### What you have to do
What is the number of lines in these entries that include "CommentView"? Write that number and no other text.

### Source information
====

//! Veranda: a patient property-listing pipeline
//!
//! This crate crawls a paginated real-estate search site into a tabular raw
//! dataset, cleans that dataset into a typed schema, fits a simple locality
//! price model on it, and serves price predictions over HTTP.

pub mod checkpoint;
pub mod clean;
pub mod config;
pub mod crawler;
pub mod dataset;
pub mod listing;
pub mod pricing;
pub mod serve;

use thiserror::Error;

/// Main error type for veranda operations
///
/// Fetch and extraction failures never appear here: the crawl absorbs
/// them into its report. What remains are the storage and artifact
/// failures the pipeline stages return.
#[derive(Debug, Error)]
pub enum VerandaError {
    #[error("Checkpoint error: {0}")]
    Checkpoint(#[from] checkpoint::CheckpointError),

    #[error("Dataset error: {0}")]
    Dataset(#[from] dataset::DatasetError),

    #[error("Model error: {0}")]
    Model(#[from] pricing::ModelError),
}

/// Configuration-specific errors
#[derive(Debug, Error)]
pub enum ConfigError {
    #[error("Failed to read config file: {0}")]
    Io(#[from] std::io::Error),

    #[error("Failed to parse TOML: {0}")]
    Parse(#[from] toml::de::Error),

    #[error("Validation error: {0}")]
    Validation(String),

    #[error("Invalid URL in config: {0}")]
    InvalidUrl(String),
}

/// Result type alias for veranda operations
pub type Result<T> = std::result::Result<T, VerandaError>;

/// Result type alias for configuration operations
pub type ConfigResult<T> = std::result::Result<T, ConfigError>;

// Re-export commonly used types
pub use checkpoint::CheckpointStore;
pub use config::Config;
pub use crawler::{CrawlReport, Crawler};
pub use listing::ListingRecord;
use axum::{
    extract::{Path, Query, State},
    http::StatusCode,
    routing::{get, patch, post},
    Json, Router,
};
use tracing::instrument;

use crate::error::ApiResult;
use crate::extract::{MaybeSharerUserId, SharerUserId};
use crate::items::dto::{
    CommentRequest, CommentView, CreateItemRequest, ItemDto, OwnerListQuery, SearchQuery,
    UpdateItemRequest,
};
use crate::items::services;
use crate::state::AppState;

pub fn routes() -> Router<AppState> {
    Router::new()
        .route("/items", post(create_item).get(list_items))
        .route("/items/search", get(search_items))
        .route("/items/:id", patch(update_item).get(get_item))
        .route("/items/:id/comment", post(add_comment))
}

#[instrument(skip(state, body))]
async fn create_item(
    State(state): State<AppState>,
    SharerUserId(user_id): SharerUserId,
    Json(body): Json<CreateItemRequest>,
) -> ApiResult<(StatusCode, Json<ItemDto>)> {
    let item = services::create_item(&state, user_id, body).await?;
    Ok((StatusCode::CREATED, Json(item)))
}

#[instrument(skip(state, body))]
async fn update_item(
    State(state): State<AppState>,
    SharerUserId(user_id): SharerUserId,
    Path(id): Path<i64>,
    Json(body): Json<UpdateItemRequest>,
) -> ApiResult<Json<ItemDto>> {
    Ok(Json(services::update_item(&state, user_id, id, body).await?))
}

#[instrument(skip(state))]
async fn get_item(
    State(state): State<AppState>,
    MaybeSharerUserId(user_id): MaybeSharerUserId,
    Path(id): Path<i64>,
) -> ApiResult<Json<ItemDto>> {
    Ok(Json(services::get_item(&state, user_id, id).await?))
}

#[instrument(skip(state))]
async fn list_items(
    State(state): State<AppState>,
    SharerUserId(user_id): SharerUserId,
    Query(query): Query<OwnerListQuery>,
) -> ApiResult<Json<Vec<ItemDto>>> {
    Ok(Json(
        services::list_by_owner(&state, user_id, query.from, query.size).await?,
    ))
}

#[instrument(skip(state))]
async fn search_items(
    State(state): State<AppState>,
    Query(query): Query<SearchQuery>,
) -> ApiResult<Json<Vec<ItemDto>>> {
    Ok(Json(
        services::search_items(&state, query.text.as_deref()).await?,
    ))
}

#[instrument(skip(state, body))]
async fn add_comment(
    State(state): State<AppState>,
    SharerUserId(user_id): SharerUserId,
    Path(id): Path<i64>,
    Json(body): Json<CommentRequest>,
) -> ApiResult<(StatusCode, Json<CommentView>)> {
    let comment = services::add_comment(&state, user_id, id, body).await?;
    Ok((StatusCode::CREATED, Json(comment)))
}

====

### Answer area
2